**Requirement:** Should any entry seem unclear, still set it down exactly as given, along with all the others.

--- Material supplied ---

//! Brewing records observed by the models.
//!
//! Every record embeds an [`ElementBase`] and exposes its fields through
//! getters and setters. A setter that actually changes a value emits an
//! [`ElementChange`] on the record's `changed` signal, naming the property
//! and carrying the new value. Records are shared as `Arc<T>`; pointer
//! identity is what the models use for membership.
//!
//! ```
//! use std::sync::Arc;
//! use brewview::domain::{Element, Fermentable};
//!
//! let malt = Arc::new(Fermentable::new("Maris Otter").with_amount_kg(4.0));
//! malt.changed().connect(|change| println!("{} -> {:?}", change.property, change.value));
//! malt.set_amount_kg(4.5);
//! ```

use std::sync::atomic::{AtomicI64, Ordering};

use brewview_core::{Property, Signal};

use crate::model::ItemData;

/// Generates getter, notifying setter and consuming builder for `Property` fields.
macro_rules! element_fields {
    ($(
        $(#[$meta:meta])*
        $field:ident, $setter:ident, $builder:ident: $ty:ty => $prop:literal;
    )*) => {
        $(
            $(#[$meta])*
            pub fn $field(&self) -> $ty {
                self.$field.get()
            }

            #[doc = concat!("Sets `", $prop, "`, notifying observers if it changed.")]
            pub fn $setter(&self, value: $ty) {
                if self.$field.set(value.clone()) {
                    self.base.notify($prop, $crate::model::ItemData::from(value));
                }
            }

            #[doc = concat!(
                "Builder form of [`", stringify!($setter), "`](Self::", stringify!($setter), "); ",
                "does not notify."
            )]
            pub fn $builder(self, value: $ty) -> Self {
                self.$field.set_silent(value);
                self
            }
        )*
    };
}

/// Generates a closed enumeration with user-visible names.
macro_rules! display_enum {
    (
        $(#[$meta:meta])*
        $name:ident { $($(#[$vmeta:meta])* $variant:ident => $text:literal),+ $(,)? }
    ) => {
        $(#[$meta])*
        #[derive(Debug, Clone, Copy, PartialEq, Eq, Hash)]
        pub enum $name {
            $($(#[$vmeta])* $variant),+
        }

        impl $name {
            /// Every variant, in presentation order.
            pub const ALL: &'static [$name] = &[$($name::$variant),+];

            /// The user-visible name.
            pub fn as_str(&self) -> &'static str {
                match self {
                    $($name::$variant => $text),+
                }
            }

            /// Looks a variant up by its user-visible name, ignoring case.
            pub fn from_display(text: &str) -> Option<Self> {
                let text = text.trim();
                Self::ALL.iter().copied().find(|v| v.as_str().eq_ignore_ascii_case(text))
            }
        }

        impl std::fmt::Display for $name {
            fn fmt(&self, f: &mut std::fmt::Formatter<'_>) -> std::fmt::Result {
                f.write_str(self.as_str())
            }
        }

        impl From<$name> for $crate::model::ItemData {
            fn from(value: $name) -> Self {
                $crate::model::ItemData::String(value.as_str().to_string())
            }
        }
    };
}

mod ingredients;
mod records;

pub use ingredients::{
    Fermentable, FermentableType, Hop, HopForm, HopUse, Misc, MiscType, MiscUse, Yeast, YeastForm,
    YeastType,
};
pub use records::{BrewNote, Equipment, Folder, Mash, Recipe, Style};

static ELEMENT_KEY_COUNTER: AtomicI64 = AtomicI64::new(1);

fn next_key() -> i64 {
    ELEMENT_KEY_COUNTER.fetch_add(1, Ordering::Relaxed)
}

/// Describes one field mutation delivered on a record's change channel.
#[derive(Debug, Clone, PartialEq)]
pub struct ElementChange {
    /// The property name, e.g. `"amount_kg"`.
    pub property: &'static str,
    /// The value after the change.
    pub value: ItemData,
}

/// State shared by every stored record.
#[derive(Debug)]
pub struct ElementBase {
    key: i64,
    deleted: Property<bool>,
    display: Property<bool>,
    folder: Property<String>,
    changed: Signal<ElementChange>,
}

impl Default for ElementBase {
    fn default() -> Self {
        Self::new()
    }
}

impl ElementBase {
    /// Creates a base with a fresh key, displayed, in no folder.
    pub fn new() -> Self {
        Self {
            key: next_key(),
            deleted: Property::new(false),
            display: Property::new(true),
            folder: Property::new(String::new()),
            changed: Signal::new(),
        }
    }

    /// The record's unique key.
    pub fn key(&self) -> i64 {
        self.key
    }

    /// Whether the record is marked deleted.
    pub fn deleted(&self) -> bool {
        self.deleted.get()
    }

    /// Whether the record is shown in browsers.
    pub fn display(&self) -> bool {
        self.display.get()
    }

    /// The folder the record is filed under.
    pub fn folder(&self) -> String {
        self.folder.get()
    }

    /// Marks the record deleted or restored.
    pub fn set_deleted(&self, deleted: bool) {
        if self.deleted.set(deleted) {
            self.notify("deleted", ItemData::from(deleted));
        }
    }

    /// Shows or hides the record.
    pub fn set_display(&self, display: bool) {
        if self.display.set(display) {
            self.notify("display", ItemData::from(display));
        }
    }

    /// Files the record under a folder.
    pub fn set_folder(&self, folder: impl Into<String>) {
        let folder = folder.into();
        if self.folder.set(folder.clone()) {
            self.notify("folder", ItemData::from(folder));
        }
    }

    /// The record's change channel.
    pub fn changed(&self) -> &Signal<ElementChange> {
        &self.changed
    }

    /// Emits a change for `property`.
    pub fn notify(&self, property: &'static str, value: ItemData) {
        self.changed.emit(ElementChange { property, value });
    }
}

/// Common interface of every brewing record.
pub trait Element: Send + Sync + 'static {
    /// The embedded base state.
    fn base(&self) -> &ElementBase;

    /// The record's display name.
    fn name(&self) -> String;

    /// The record's change channel.
    fn changed(&self) -> &Signal<ElementChange> {
        self.base().changed()
    }

    /// The record's unique key.
    fn key(&self) -> i64 {
        self.base().key()
    }
}

#[cfg(test)]
mod tests {
    use super::*;
    use parking_lot::Mutex;
    use std::sync::Arc;

    #[test]
    fn test_keys_are_unique() {
        let a = ElementBase::new();
        let b = ElementBase::new();
        assert_ne!(a.key(), b.key());
    }

    #[test]
    fn test_base_flags_notify_once() {
        let base = ElementBase::new();
        let seen = Arc::new(Mutex::new(Vec::new()));

        let seen_clone = seen.clone();
        base.changed().connect(move |change| {
            seen_clone.lock().push(change.property);
        });

        base.set_deleted(true);
        base.set_deleted(true);
        base.set_display(false);
        base.set_folder("Lagers");
        base.set_folder("Lagers");

        assert_eq!(*seen.lock(), vec!["deleted", "display", "folder"]);
        assert_eq!(base.folder(), "Lagers");
        assert!(base.deleted());
        assert!(!base.display());
    }
}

---

**Written answer:**
//! Brewing records observed by the models.
//!
//! Every record embeds an [`ElementBase`] and exposes its fields through
//! getters and setters. A setter that actually changes a value emits an
//! [`ElementChange`] on the record's `changed` signal, naming the property
//! and carrying the new value. Records are shared as `Arc<T>`; pointer
//! identity is what the models use for membership.
//!
//! ```
//! use std::sync::Arc;
//! use brewview::domain::{Element, Fermentable};
//!
//! let malt = Arc::new(Fermentable::new("Maris Otter").with_amount_kg(4.0));
//! malt.changed().connect(|change| println!("{} -> {:?}", change.property, change.value));
//! malt.set_amount_kg(4.5);
//! ```

use std::sync::atomic::{AtomicI64, Ordering};

use brewview_core::{Property, Signal};

use crate::model::ItemData;

/// Generates getter, notifying setter and consuming builder for `Property` fields.
macro_rules! element_fields {
    ($(
        $(#[$meta:meta])*
        $field:ident, $setter:ident, $builder:ident: $ty:ty => $prop:literal;
    )*) => {
        $(
            $(#[$meta])*
            pub fn $field(&self) -> $ty {
                self.$field.get()
            }

            #[doc = concat!("Sets `", $prop, "`, notifying observers if it changed.")]
            pub fn $setter(&self, value: $ty) {
                if self.$field.set(value.clone()) {
                    self.base.notify($prop, $crate::model::ItemData::from(value));
                }
            }

            #[doc = concat!(
                "Builder form of [`", stringify!($setter), "`](Self::", stringify!($setter), "); ",
                "does not notify."
            )]
            pub fn $builder(self, value: $ty) -> Self {
                self.$field.set_silent(value);
                self
            }
        )*
    };
}

/// Generates a closed enumeration with user-visible names.
macro_rules! display_enum {
    (
        $(#[$meta:meta])*
        $name:ident { $($(#[$vmeta:meta])* $variant:ident => $text:literal),+ $(,)? }
    ) => {
        $(#[$meta])*
        #[derive(Debug, Clone, Copy, PartialEq, Eq, Hash)]
        pub enum $name {
            $($(#[$vmeta])* $variant),+
        }

        impl $name {
            /// Every variant, in presentation order.
            pub const ALL: &'static [$name] = &[$($name::$variant),+];

            /// The user-visible name.
            pub fn as_str(&self) -> &'static str {
                match self {
                    $($name::$variant => $text),+
                }
            }

            /// Looks a variant up by its user-visible name, ignoring case.
            pub fn from_display(text: &str) -> Option<Self> {
                let text = text.trim();
                Self::ALL.iter().copied().find(|v| v.as_str().eq_ignore_ascii_case(text))
            }
        }

        impl std::fmt::Display for $name {
            fn fmt(&self, f: &mut std::fmt::Formatter<'_>) -> std::fmt::Result {
                f.write_str(self.as_str())
            }
        }

        impl From<$name> for $crate::model::ItemData {
            fn from(value: $name) -> Self {
                $crate::model::ItemData::String(value.as_str().to_string())
            }
        }
    };
}

mod ingredients;
mod records;

pub use ingredients::{
    Fermentable, FermentableType, Hop, HopForm, HopUse, Misc, MiscType, MiscUse, Yeast, YeastForm,
    YeastType,
};
pub use records::{BrewNote, Equipment, Folder, Mash, Recipe, Style};

static ELEMENT_KEY_COUNTER: AtomicI64 = AtomicI64::new(1);

fn next_key() -> i64 {
    ELEMENT_KEY_COUNTER.fetch_add(1, Ordering::Relaxed)
}

/// Describes one field mutation delivered on a record's change channel.
#[derive(Debug, Clone, PartialEq)]
pub struct ElementChange {
    /// The property name, e.g. `"amount_kg"`.
    pub property: &'static str,
    /// The value after the change.
    pub value: ItemData,
}

/// State shared by every stored record.
#[derive(Debug)]
pub struct ElementBase {
    key: i64,
    deleted: Property<bool>,
    display: Property<bool>,
    folder: Property<String>,
    changed: Signal<ElementChange>,
}

impl Default for ElementBase {
    fn default() -> Self {
        Self::new()
    }
}

impl ElementBase {
    /// Creates a base with a fresh key, displayed, in no folder.
    pub fn new() -> Self {
        Self {
            key: next_key(),
            deleted: Property::new(false),
            display: Property::new(true),
            folder: Property::new(String::new()),
            changed: Signal::new(),
        }
    }

    /// The record's unique key.
    pub fn key(&self) -> i64 {
        self.key
    }

    /// Whether the record is marked deleted.
    pub fn deleted(&self) -> bool {
        self.deleted.get()
    }

    /// Whether the record is shown in browsers.
    pub fn display(&self) -> bool {
        self.display.get()
    }

    /// The folder the record is filed under.
    pub fn folder(&self) -> String {
        self.folder.get()
    }

    /// Marks the record deleted or restored.
    pub fn set_deleted(&self, deleted: bool) {
        if self.deleted.set(deleted) {
            self.notify("deleted", ItemData::from(deleted));
        }
    }

    /// Shows or hides the record.
    pub fn set_display(&self, display: bool) {
        if self.display.set(display) {
            self.notify("display", ItemData::from(display));
        }
    }

    /// Files the record under a folder.
    pub fn set_folder(&self, folder: impl Into<String>) {
        let folder = folder.into();
        if self.folder.set(folder.clone()) {
            self.notify("folder", ItemData::from(folder));
        }
    }

    /// The record's change channel.
    pub fn changed(&self) -> &Signal<ElementChange> {
        &self.changed
    }

    /// Emits a change for `property`.
    pub fn notify(&self, property: &'static str, value: ItemData) {
        self.changed.emit(ElementChange { property, value });
    }
}

/// Common interface of every brewing record.
pub trait Element: Send + Sync + 'static {
    /// The embedded base state.
    fn base(&self) -> &ElementBase;

    /// The record's display name.
    fn name(&self) -> String;

    /// The record's change channel.
    fn changed(&self) -> &Signal<ElementChange> {
        self.base().changed()
    }

    /// The record's unique key.
    fn key(&self) -> i64 {
        self.base().key()
    }
}

#[cfg(test)]
mod tests {
    use super::*;
    use parking_lot::Mutex;
    use std::sync::Arc;

    #[test]
    fn test_keys_are_unique() {
        let a = ElementBase::new();
        let b = ElementBase::new();
        assert_ne!(a.key(), b.key());
    }

    #[test]
    fn test_base_flags_notify_once() {
        let base = ElementBase::new();
        let seen = Arc::new(Mutex::new(Vec::new()));

        let seen_clone = seen.clone();
        base.changed().connect(move |change| {
            seen_clone.lock().push(change.property);
        });

        base.set_deleted(true);
        base.set_deleted(true);
        base.set_display(false);
        base.set_folder("Lagers");
        base.set_folder("Lagers");

        assert_eq!(*seen.lock(), vec!["deleted", "display", "folder"]);
        assert_eq!(base.folder(), "Lagers");
        assert!(base.deleted());
        assert!(!base.display());
    }
}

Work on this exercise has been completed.